Este es un gran adab (cortesía) que Allah mostró y enseñó a Su Profeta, y animó a Sus criaturas a adherirse a él. La regla de adab recomendada en el versículo es: cuando alguien dice que hará algo en el futuro, debe decir insha’Allah (si Allah quiere), para que su determinación se fortalezca. Pues el siervo no sabe lo que ocurrirá mañana, ni si lo que pretende está decretado por Allah. Decir insha’Allah no es condicionar la acción, sino mostrar firmeza de intención. Por eso, Ibn ʿAbbās dijo: «La frase 'insha’Allah, lo haré' es válida hasta un año.» En la historia de Sulaymán, como se relata, dijo: «Esta noche visitaré a setenta de mis esposas, y cada una dará a luz un hijo que luchará en el camino de Allah.» Se le dijo que dijera insha’Allah, pero no lo hizo, y aunque visitó a todas sus esposas, ninguna dio a luz salvo una, que tuvo un hijo medio formado. El Mensajero de Dios (la paz sea con él) dijo: «Por Aquel en cuya mano está mi alma, si él (el profeta Sulaymán) hubiera dicho insha’Allah, su palabra se habría cumplido y habría conseguido lo que deseaba.»

«Y recuerda a tu Señor cuando olvides.» Porque el olvido a veces proviene de shayṭān (Satanás), pero recordar a Allah ahuyenta a shayṭān del qalb (corazón) y ayuda a recordar lo olvidado.

«Y di: 'Quizá mi Señor me guíe a algo más cercano a la rectitud que esto.'» Cuando un asunto se vuelve difícil o la gente discrepa, vuelve a Allah para que facilite tu asunto y te conceda éxito.
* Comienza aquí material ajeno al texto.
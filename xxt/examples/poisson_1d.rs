//! Solve a 1-D Poisson problem on four simulated processes

use xxt::gallery::{block_owner, GlobalMatrix};
use xxt::{HandleRegistry, Hypercube, ThreadCluster, XxtError};

fn main() -> Result<(), XxtError> {
    let n = 16;
    let processes = 4;
    let matrix = GlobalMatrix::laplacian_1d(n);
    let owner = block_owner(n, processes);

    let pieces = ThreadCluster::new(processes).run(|comm| {
        let rank = comm.rank();
        let problem = matrix.distribute(&owner, rank);
        let registry = HandleRegistry::new();
        let mut solver = registry.create(comm);
        let m = problem.m();
        solver.factor(&problem.local2global, problem.n, m, problem.matrix)?;

        let mut x = vec![1.0; problem.n];
        solver.solve_in_place(&mut x)?;
        solver.destroy()?;
        Ok::<_, XxtError>((rank, problem.local2global[..problem.n].to_vec(), x))
    })?;

    for piece in pieces {
        let (rank, owned, x) = piece?;
        for (gid, value) in owned.iter().zip(&x) {
            // Exact solution of the discrete problem: k(n+1-k)/2 with k = gid + 1
            let k = *gid as f64 + 1.0;
            let exact = k * (n as f64 + 1.0 - k) / 2.0;
            println!("rank {rank}: x[{gid:2}] = {value:8.4} (exact {exact:8.4})");
        }
    }
    Ok(())
}
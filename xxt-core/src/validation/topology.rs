//! Process topology validation
//!
//! XXT only runs on hypercubes, so every process count must be 2^L.

use crate::XxtError;

/// Whether `processes` is a non-zero power of two
pub const fn is_power_of_two(processes: usize) -> bool {
    processes != 0 && processes & (processes - 1) == 0
}

/// Hypercube dimension `L` of a communicator with `processes` members
pub const fn log2_exact(processes: usize) -> Result<u32, XxtError> {
    if !is_power_of_two(processes) {
        return Err(XxtError::NonPowerOfTwo { processes });
    }
    Ok(processes.trailing_zeros())
}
«Y permanecieron en su cueva trescientos años y aumentaron en nueve.» Allah mencionó la larga estancia de los Compañeros de la Cueva en la cueva por su gran beneficio. En cuanto a la adición de nueve años a trescientos, esto es para igualar los años lunares (qamarī) con los solares (shamsī), pues 300 años solares corresponden a 309 años lunares, ya que cada cien años solares equivalen a 103 años lunares.

«Di: 'Allah sabe mejor cuánto permanecieron.' Si te preguntan sobre esto y no tienes un informe, remite la respuesta a Allah, el Poderoso y Majestuoso. «Suyo es el conocimiento de lo oculto de los cielos y la tierra.» Es decir, Allah conoce lo oculto. Ninguna de Sus criaturas conoce lo oculto salvo a quien Él quiere. «¡Qué excelente es para ver y oír!» Allah pone todo en su lugar adecuado para Sus criaturas. «No tienen fuera de Él protector alguno, y Él no comparte Su soberanía con nadie.» Es decir, tu Señor es el único soberano, actúa solo. No tiene copartícipe.